SCHENGEN “DISTRUTTA” DAI MIGRANTI

Per anni l’Italia lo ha gridato in ogni seduta internazionale, ma il peso specifico del Belpaese è sempre stato troppo piccolo per sortire alcun effetto. Le diatribe interne poi, il susseguirsi vertiginoso di governi, il debito pubblico alle stelle, non ci hanno mai dato quella credibilità necessaria a dettare l’agenda europea. Ora però si “svegliano” anche gli altri. Il ministro degli Esteri francese, Laurent Fabius, accusa i Paesi dell’est d’Europa, e in particolare l’Ungheria (che fa parte dell’area Schengen, e sta costruendo un muro lungo il confine con la Serbia per contenere l’accesso di migranti, che ritiene una minaccia a sicurezza, prosperità e identità europee), definendo “scandalosa” la politica condotta nei confronti dei rifugiati, e affermando che va contro i valori dell’Unione europea.

Parlando della crisi migratoria ai microfoni della radio Europe 1, Fabius ha detto: “Ogni Paese deve rispondere a questo. Francia, Germania e altri lo fanno, ma poi vedo certi Paesi che non accettano questi gruppi, lo trovo scandaloso” e “in particolare i Paesi dell’Europa dell’est. Sono estremamente duri”. Parole chiare, che però cozzano con l’atteggiamento tenuto dalla gendarmerie francese a Ventimiglia, quando dall’Italia i profughi cercavano di trasferirsi oltralpe. Ma tant’è. “L’Ungheria fa parte dell’Europa, che ha dei valori, e noi non rispettiamo quei valori issando recinzioni”, ha proseguito Fabius.

Chi invece pensa a un nuovo giro di vite è Theresa May, il ministro britannico dell’Interno: “Il sistema di immigrazione interno all’Unione europea è fuori controllo”. L’Inghilterra chiede una riforma della libera circolazione comunitaria, in modo da autorizzare la permanenza in Gran Bretagna soltanto a chi possiede un lavoro e chiudendo invece le porte ai disoccupati che provengono da altri paesi Ue, che sono in deciso aumento nel Regno. Secondo dati diffusi nei giorni scorsi, il saldo migratorio nel Paese ha infatti raggiunto il “massimo storico” su dodici mesi (da marzo 2014 a marzo 2015), pari a 329mila persone.

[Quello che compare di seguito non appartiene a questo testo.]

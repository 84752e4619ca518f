//! SQLite storage implementation
//!
//! This module provides a SQLite-based implementation of the SitemapStore trait.

use crate::storage::schema::initialize_schema;
use crate::storage::traits::{SitemapStore, StorageError, StorageResult};
use crate::storage::{NewSitemap, SitemapSummary, StoredSitemap};
use crate::SitemapError;
use chrono::{DateTime, SecondsFormat, Utc};
use rusqlite::{params, Connection, OptionalExtension, Row};
use std::path::Path;

/// SQLite storage backend
pub struct SqliteStorage {
    conn: Connection,
}

impl SqliteStorage {
    /// Creates a new SqliteStorage instance
    ///
    /// Missing parent directories of `path` are created.
    ///
    /// # Arguments
    ///
    /// * `path` - Path to the SQLite database file
    ///
    /// # Returns
    ///
    /// * `Ok(SqliteStorage)` - Successfully opened/created database
    /// * `Err(SitemapError)` - Failed to open database
    pub fn new(path: &Path) -> Result<Self, SitemapError> {
        if let Some(parent) = path.parent() {
            if !parent.as_os_str().is_empty() {
                std::fs::create_dir_all(parent)?;
            }
        }

        let conn = Connection::open(path)?;

        // Configure SQLite for better performance
        conn.execute_batch(
            "
            PRAGMA journal_mode = WAL;
            PRAGMA synchronous = NORMAL;
            PRAGMA temp_store = MEMORY;
        ",
        )?;

        initialize_schema(&conn)?;
        tracing::debug!("Opened sitemap database at {}", path.display());

        Ok(Self { conn })
    }

    /// Creates an in-memory database
    pub fn new_in_memory() -> Result<Self, SitemapError> {
        let conn = Connection::open_in_memory()?;
        initialize_schema(&conn)?;
        Ok(Self { conn })
    }
}

/// Row shape shared by the summary queries, before timestamp parsing
struct SummaryRow {
    id: i64,
    website_url: String,
    device_type: String,
    urls_count: i64,
    created_at: String,
}

impl SummaryRow {
    fn from_row(row: &Row<'_>) -> rusqlite::Result<Self> {
        Ok(Self {
            id: row.get(0)?,
            website_url: row.get(1)?,
            device_type: row.get(2)?,
            urls_count: row.get(3)?,
            created_at: row.get(4)?,
        })
    }

    fn into_summary(self) -> StorageResult<SitemapSummary> {
        Ok(SitemapSummary {
            id: self.id,
            website_url: self.website_url,
            device_type: self.device_type,
            urls_count: count_from_db(self.urls_count),
            created_at: parse_timestamp(&self.created_at)?,
        })
    }
}

impl SitemapStore for SqliteStorage {
    fn insert_sitemap(&mut self, sitemap: &NewSitemap) -> StorageResult<i64> {
        // Fixed-width timestamps keep text ordering chronological
        let now = Utc::now().to_rfc3339_opts(SecondsFormat::Micros, true);
        self.conn.execute(
            "INSERT INTO sitemaps (website_url, device_type, sitemap_xml, urls_count, config_hash, created_at)
             VALUES (?1, ?2, ?3, ?4, ?5, ?6)",
            params![
                sitemap.website_url,
                sitemap.device_type,
                sitemap.sitemap_xml,
                i64::try_from(sitemap.urls_count).unwrap_or(i64::MAX),
                sitemap.config_hash,
                now
            ],
        )?;
        Ok(self.conn.last_insert_rowid())
    }

    fn get_sitemap(&self, id: i64) -> StorageResult<StoredSitemap> {
        let mut stmt = self.conn.prepare(
            "SELECT id, website_url, device_type, urls_count, created_at, sitemap_xml, config_hash
             FROM sitemaps WHERE id = ?1",
        )?;

        let row = stmt
            .query_row(params![id], |row| {
                Ok((SummaryRow::from_row(row)?, row.get::<_, String>(5)?, row.get::<_, String>(6)?))
            })
            .optional()?;

        let (summary, sitemap_xml, config_hash) = row.ok_or(StorageError::SitemapNotFound(id))?;
        let summary = summary.into_summary()?;

        Ok(StoredSitemap {
            id: summary.id,
            website_url: summary.website_url,
            device_type: summary.device_type,
            sitemap_xml,
            urls_count: summary.urls_count,
            config_hash,
            created_at: summary.created_at,
        })
    }

    fn list_sitemaps(&self, limit: usize) -> StorageResult<Vec<SitemapSummary>> {
        let mut stmt = self.conn.prepare(
            "SELECT id, website_url, device_type, urls_count, created_at
             FROM sitemaps ORDER BY created_at DESC, id DESC LIMIT ?1",
        )?;

        let limit = i64::try_from(limit).unwrap_or(i64::MAX);
        let rows = stmt
            .query_map(params![limit], SummaryRow::from_row)?
            .collect::<Result<Vec<_>, _>>()?;

        rows.into_iter().map(SummaryRow::into_summary).collect()
    }

    fn count_sitemaps(&self) -> StorageResult<u64> {
        let count: i64 = self
            .conn
            .query_row("SELECT COUNT(*) FROM sitemaps", [], |row| row.get(0))?;
        Ok(count_from_db(count) as u64)
    }
}

fn parse_timestamp(value: &str) -> StorageResult<DateTime<Utc>> {
    DateTime::parse_from_rfc3339(value)
        .map(|dt| dt.with_timezone(&Utc))
        .map_err(|_| StorageError::InvalidTimestamp(value.to_string()))
}

fn count_from_db(value: i64) -> usize {
    usize::try_from(value).unwrap_or(0)
}

#[cfg(test)]
mod tests {
    use super::*;

    fn new_sitemap(url: &str, urls_count: usize) -> NewSitemap {
        NewSitemap {
            website_url: url.to_string(),
            device_type: "desktop".to_string(),
            sitemap_xml: format!("<urlset><url><loc>{}</loc></url></urlset>", url),
            urls_count,
            config_hash: "hash123".to_string(),
        }
    }

    #[test]
    fn test_create_in_memory() {
        let storage = SqliteStorage::new_in_memory();
        assert!(storage.is_ok());
    }

    #[test]
    fn test_insert_and_get() {
        let mut storage = SqliteStorage::new_in_memory().unwrap();
        let id = storage
            .insert_sitemap(&new_sitemap("https://example.com", 4))
            .unwrap();
        assert!(id > 0);

        let stored = storage.get_sitemap(id).unwrap();
        assert_eq!(stored.id, id);
        assert_eq!(stored.website_url, "https://example.com");
        assert_eq!(stored.device_type, "desktop");
        assert_eq!(stored.urls_count, 4);
        assert_eq!(stored.config_hash, "hash123");
        assert!(stored.sitemap_xml.contains("<loc>https://example.com</loc>"));
    }

    #[test]
    fn test_get_missing_sitemap() {
        let storage = SqliteStorage::new_in_memory().unwrap();
        let result = storage.get_sitemap(42);
        assert!(matches!(result, Err(StorageError::SitemapNotFound(42))));
    }

    #[test]
    fn test_list_newest_first_with_limit() {
        let mut storage = SqliteStorage::new_in_memory().unwrap();
        let first = storage.insert_sitemap(&new_sitemap("https://a.example.com", 1)).unwrap();
        let second = storage.insert_sitemap(&new_sitemap("https://b.example.com", 2)).unwrap();
        let third = storage.insert_sitemap(&new_sitemap("https://c.example.com", 3)).unwrap();

        let all = storage.list_sitemaps(10).unwrap();
        let ids: Vec<i64> = all.iter().map(|s| s.id).collect();
        assert_eq!(ids, vec![third, second, first]);

        let limited = storage.list_sitemaps(2).unwrap();
        assert_eq!(limited.len(), 2);
        assert_eq!(limited[0].website_url, "https://c.example.com");
    }

    #[test]
    fn test_count_sitemaps() {
        let mut storage = SqliteStorage::new_in_memory().unwrap();
        assert_eq!(storage.count_sitemaps().unwrap(), 0);

        storage.insert_sitemap(&new_sitemap("https://example.com", 1)).unwrap();
        storage.insert_sitemap(&new_sitemap("https://example.com", 1)).unwrap();
        assert_eq!(storage.count_sitemaps().unwrap(), 2);
    }

    #[test]
    fn test_persists_across_connections() {
        let dir = tempfile::tempdir().unwrap();
        let path = dir.path().join("nested").join("sitemaps.db");

        let id = {
            let mut storage = SqliteStorage::new(&path).unwrap();
            storage.insert_sitemap(&new_sitemap("https://example.com", 5)).unwrap()
        };

        let storage = SqliteStorage::new(&path).unwrap();
        assert_eq!(storage.get_sitemap(id).unwrap().urls_count, 5);
    }

    #[test]
    fn test_parse_timestamp() {
        assert!(parse_timestamp("2024-03-01T12:30:00+00:00").is_ok());
        assert!(matches!(
            parse_timestamp("yesterday"),
            Err(StorageError::InvalidTimestamp(_))
        ));
    }
}
//! HTTP fetcher implementation
//!
//! This module handles all HTTP requests for the crawler, including:
//! - Building HTTP clients that present a device identity
//! - GET requests with a per-request timeout and a cap on the body size
//! - Error classification (unreachable, timeout, HTTP status, oversized body)

use crate::crawler::DeviceProfile;
use reqwest::header::{
    HeaderMap, HeaderValue, ACCEPT, ACCEPT_ENCODING, ACCEPT_LANGUAGE, CONNECTION,
    UPGRADE_INSECURE_REQUESTS,
};
use reqwest::{redirect::Policy, Client};
use std::future::Future;
use std::time::Duration;
use thiserror::Error;

/// Longest time spent establishing a connection, whatever the request timeout
const MAX_CONNECT_TIMEOUT: Duration = Duration::from_secs(10);

/// Largest response body read into memory for a single page (10 MiB)
pub const MAX_BODY_BYTES: usize = 10 * 1024 * 1024;

/// Why a single page fetch failed
///
/// The crawl engine treats every variant the same way (the branch is empty);
/// the distinction only matters for logging.
#[derive(Debug, Error)]
pub enum FetchError {
    #[error("{url} is unreachable: {reason}")]
    Unreachable { url: String, reason: String },

    #[error("Request timeout for {url}")]
    Timeout { url: String },

    #[error("HTTP {status} for {url}")]
    Http { url: String, status: u16 },

    #[error("Response body of {url} exceeds {limit} bytes")]
    TooLarge { url: String, limit: usize },
}

/// Source of page bodies for the crawl engine
pub trait Fetch {
    /// Fetches `url` and returns the response body
    fn fetch(&self, url: &str) -> impl Future<Output = Result<String, FetchError>> + Send;
}

/// Builds an HTTP client that presents itself as the given device
///
/// Every request carries the device `User-Agent` plus the headers a browser
/// sends on a top-level navigation, so servers do not reject it outright as a
/// bot.
///
/// # Arguments
///
/// * `profile` - Device identity to present
/// * `timeout` - Total time allowed for a single request
///
/// # Example
///
/// ```no_run
/// use std::time::Duration;
/// use sitemap_crawler::crawler::{build_http_client, DeviceProfile};
///
/// let client = build_http_client(DeviceProfile::Mobile, Duration::from_secs(10)).unwrap();
/// ```
pub fn build_http_client(profile: DeviceProfile, timeout: Duration) -> Result<Client, reqwest::Error> {
    let mut headers = HeaderMap::new();
    headers.insert(
        ACCEPT,
        HeaderValue::from_static(
            "text/html,application/xhtml+xml,application/xml;q=0.9,image/webp,*/*;q=0.8",
        ),
    );
    headers.insert(ACCEPT_LANGUAGE, HeaderValue::from_static("en-US,en;q=0.5"));
    headers.insert(ACCEPT_ENCODING, HeaderValue::from_static("gzip, deflate"));
    headers.insert(CONNECTION, HeaderValue::from_static("keep-alive"));
    headers.insert(UPGRADE_INSECURE_REQUESTS, HeaderValue::from_static("1"));

    Client::builder()
        .user_agent(profile.user_agent())
        .default_headers(headers)
        .timeout(timeout)
        .connect_timeout(timeout.min(MAX_CONNECT_TIMEOUT))
        .redirect(Policy::limited(10))
        .gzip(true)
        .brotli(true)
        .deflate(true)
        .build()
}

/// [`Fetch`] implementation backed by `reqwest`
#[derive(Debug, Clone)]
pub struct HttpFetcher {
    client: Client,
    max_body_bytes: usize,
}

impl HttpFetcher {
    /// Creates a fetcher for one device profile and request timeout
    pub fn new(profile: DeviceProfile, timeout: Duration) -> Result<Self, reqwest::Error> {
        Ok(Self {
            client: build_http_client(profile, timeout)?,
            max_body_bytes: MAX_BODY_BYTES,
        })
    }

    /// Sets the largest body accepted, in bytes (default [`MAX_BODY_BYTES`])
    pub fn with_max_body_bytes(mut self, limit: usize) -> Self {
        self.max_body_bytes = limit;
        self
    }

    fn too_large(&self, url: &str) -> FetchError {
        FetchError::TooLarge {
            url: url.to_string(),
            limit: self.max_body_bytes,
        }
    }
}

impl Fetch for HttpFetcher {
    async fn fetch(&self, url: &str) -> Result<String, FetchError> {
        let mut response = self
            .client
            .get(url)
            .send()
            .await
            .map_err(|e| classify_error(url, e))?;

        let status = response.status();
        if !status.is_success() {
            return Err(FetchError::Http {
                url: url.to_string(),
                status: status.as_u16(),
            });
        }

        // Only a hint: absent for chunked or decompressed bodies
        if response
            .content_length()
            .map_or(false, |len| len > self.max_body_bytes as u64)
        {
            return Err(self.too_large(url));
        }

        let mut body = Vec::new();
        while let Some(chunk) = response.chunk().await.map_err(|e| classify_error(url, e))? {
            if body.len() + chunk.len() > self.max_body_bytes {
                return Err(self.too_large(url));
            }
            body.extend_from_slice(&chunk);
        }

        Ok(String::from_utf8_lossy(&body).into_owned())
    }
}

/// Maps a transport error onto the fetch failure taxonomy
fn classify_error(url: &str, error: reqwest::Error) -> FetchError {
    if error.is_timeout() {
        FetchError::Timeout {
            url: url.to_string(),
        }
    } else if let Some(status) = error.status() {
        FetchError::Http {
            url: url.to_string(),
            status: status.as_u16(),
        }
    } else {
        FetchError::Unreachable {
            url: url.to_string(),
            reason: error.to_string(),
        }
    }
}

In un editoriale sul Sunday Times, May definisce l’attuale livello dell’immigrazione “non sostenibile”, in quanto mette troppa “pressione sulle infrastrutture, come case e trasporti, e i servizi pubblici, come scuole ed ospedali”. Il ministro, sottolinea che l’immigrazione dai paesi Ue è più che raddoppiata rispetto al 2010, ed “è per questo che la volontà del governo di rinegoziare la relazione della Gran Bretagna con l’Ue è così importante”. La May sostiene che “ridurre l’immigrazione al netto dall’Ue non significa un mancato rispetto del principio di libera circolazione. Quando è stata inizialmente sancita, libera circolazione significava libertà di spostarsi per lavorare, non libertà di attraversare le frontiere per cercare un lavoro o usufruire delle politiche previdenziali”.

Secondo il ministro britannico, l’accordo di Schengen, che elimina i controlli sistematici alle frontiere e al quale la Gran Bretagna non aderisce, ha alimentato la crisi dei migranti. Le tragedie di quest’estate, afferma May, “sono state esasperate dal sistema europeo della libera circolazione”. E così, tra richiesta di apertura (per gli altri) e chiusura a riccio (nei propri confini) i Paesi europei mettono in agenda la discussione sui migranti. Stavolta per trovare soluzioni reali e non solo caritatevole solidarietà e qualche spicciolo di finanziamenti. Cose che – come detto all’inizio – l’Italia va dicendo inascoltata da tempo.